#### [Work required]
Each line of the data that mentions the string "AtSymbol" needs to be identified and copied.

#### [Saved data entries]
#####
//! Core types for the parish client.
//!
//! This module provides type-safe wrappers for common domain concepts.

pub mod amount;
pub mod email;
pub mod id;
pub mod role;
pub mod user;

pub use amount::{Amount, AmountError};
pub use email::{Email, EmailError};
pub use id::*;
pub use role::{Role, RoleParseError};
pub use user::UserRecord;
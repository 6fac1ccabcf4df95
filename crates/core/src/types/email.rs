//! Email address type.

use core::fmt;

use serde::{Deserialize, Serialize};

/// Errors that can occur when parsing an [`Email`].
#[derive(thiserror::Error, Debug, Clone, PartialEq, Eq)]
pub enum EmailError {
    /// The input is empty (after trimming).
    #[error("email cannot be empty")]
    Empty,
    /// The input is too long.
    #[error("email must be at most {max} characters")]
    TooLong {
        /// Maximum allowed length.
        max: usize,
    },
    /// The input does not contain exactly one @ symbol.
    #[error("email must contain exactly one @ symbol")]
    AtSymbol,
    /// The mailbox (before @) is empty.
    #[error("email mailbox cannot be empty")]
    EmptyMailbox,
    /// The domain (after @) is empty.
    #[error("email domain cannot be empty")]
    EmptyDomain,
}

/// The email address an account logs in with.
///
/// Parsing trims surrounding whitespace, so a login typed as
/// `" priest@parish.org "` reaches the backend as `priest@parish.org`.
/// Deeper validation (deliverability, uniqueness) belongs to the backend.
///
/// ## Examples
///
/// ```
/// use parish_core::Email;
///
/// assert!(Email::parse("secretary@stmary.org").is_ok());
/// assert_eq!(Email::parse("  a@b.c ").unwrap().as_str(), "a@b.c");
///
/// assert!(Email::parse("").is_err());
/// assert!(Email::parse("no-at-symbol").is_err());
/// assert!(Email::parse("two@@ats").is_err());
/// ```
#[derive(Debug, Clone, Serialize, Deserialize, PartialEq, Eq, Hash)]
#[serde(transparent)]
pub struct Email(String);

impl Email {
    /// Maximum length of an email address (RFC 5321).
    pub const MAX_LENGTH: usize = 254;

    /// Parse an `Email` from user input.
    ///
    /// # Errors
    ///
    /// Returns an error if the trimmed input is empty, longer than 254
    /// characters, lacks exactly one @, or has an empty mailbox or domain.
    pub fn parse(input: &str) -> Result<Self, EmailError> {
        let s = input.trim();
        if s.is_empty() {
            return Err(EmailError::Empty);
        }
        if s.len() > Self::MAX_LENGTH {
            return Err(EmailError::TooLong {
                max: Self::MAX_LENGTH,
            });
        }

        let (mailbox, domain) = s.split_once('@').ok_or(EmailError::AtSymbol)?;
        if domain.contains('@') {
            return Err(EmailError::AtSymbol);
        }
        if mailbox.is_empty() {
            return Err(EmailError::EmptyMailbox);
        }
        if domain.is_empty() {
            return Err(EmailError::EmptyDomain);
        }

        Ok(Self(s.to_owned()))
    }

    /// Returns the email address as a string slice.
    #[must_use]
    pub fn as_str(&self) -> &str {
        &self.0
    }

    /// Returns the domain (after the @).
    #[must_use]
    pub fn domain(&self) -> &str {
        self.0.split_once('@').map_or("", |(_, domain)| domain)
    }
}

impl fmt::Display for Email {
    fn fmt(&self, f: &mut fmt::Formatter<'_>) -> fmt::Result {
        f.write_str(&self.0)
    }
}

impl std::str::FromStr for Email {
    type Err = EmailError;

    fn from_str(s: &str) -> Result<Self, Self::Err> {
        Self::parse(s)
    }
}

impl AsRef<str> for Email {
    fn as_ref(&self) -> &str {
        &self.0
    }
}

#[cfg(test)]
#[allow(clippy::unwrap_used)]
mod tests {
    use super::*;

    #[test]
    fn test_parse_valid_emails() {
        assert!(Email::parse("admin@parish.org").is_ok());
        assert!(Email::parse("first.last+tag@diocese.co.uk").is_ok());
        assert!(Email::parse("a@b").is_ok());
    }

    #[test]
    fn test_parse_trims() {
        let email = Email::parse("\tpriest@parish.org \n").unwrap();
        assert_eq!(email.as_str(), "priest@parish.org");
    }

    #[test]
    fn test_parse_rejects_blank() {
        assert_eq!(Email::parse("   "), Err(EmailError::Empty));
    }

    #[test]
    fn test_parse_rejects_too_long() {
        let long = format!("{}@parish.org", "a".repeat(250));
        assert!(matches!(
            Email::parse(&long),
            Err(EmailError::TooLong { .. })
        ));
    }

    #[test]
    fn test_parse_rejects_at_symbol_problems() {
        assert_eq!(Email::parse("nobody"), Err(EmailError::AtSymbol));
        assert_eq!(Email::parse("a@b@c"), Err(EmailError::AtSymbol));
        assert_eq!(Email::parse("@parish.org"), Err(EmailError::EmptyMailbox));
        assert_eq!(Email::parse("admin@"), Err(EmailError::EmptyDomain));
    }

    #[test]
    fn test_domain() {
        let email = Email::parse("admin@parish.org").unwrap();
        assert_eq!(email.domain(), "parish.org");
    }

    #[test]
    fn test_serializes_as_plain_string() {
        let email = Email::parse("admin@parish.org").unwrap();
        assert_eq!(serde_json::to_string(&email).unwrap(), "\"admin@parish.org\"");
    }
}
#####
#### [Solution]
    AtSymbol,
        let (mailbox, domain) = s.split_once('@').ok_or(EmailError::AtSymbol)?;
            return Err(EmailError::AtSymbol);
        assert_eq!(Email::parse("nobody"), Err(EmailError::AtSymbol));
        assert_eq!(Email::parse("a@b@c"), Err(EmailError::AtSymbol));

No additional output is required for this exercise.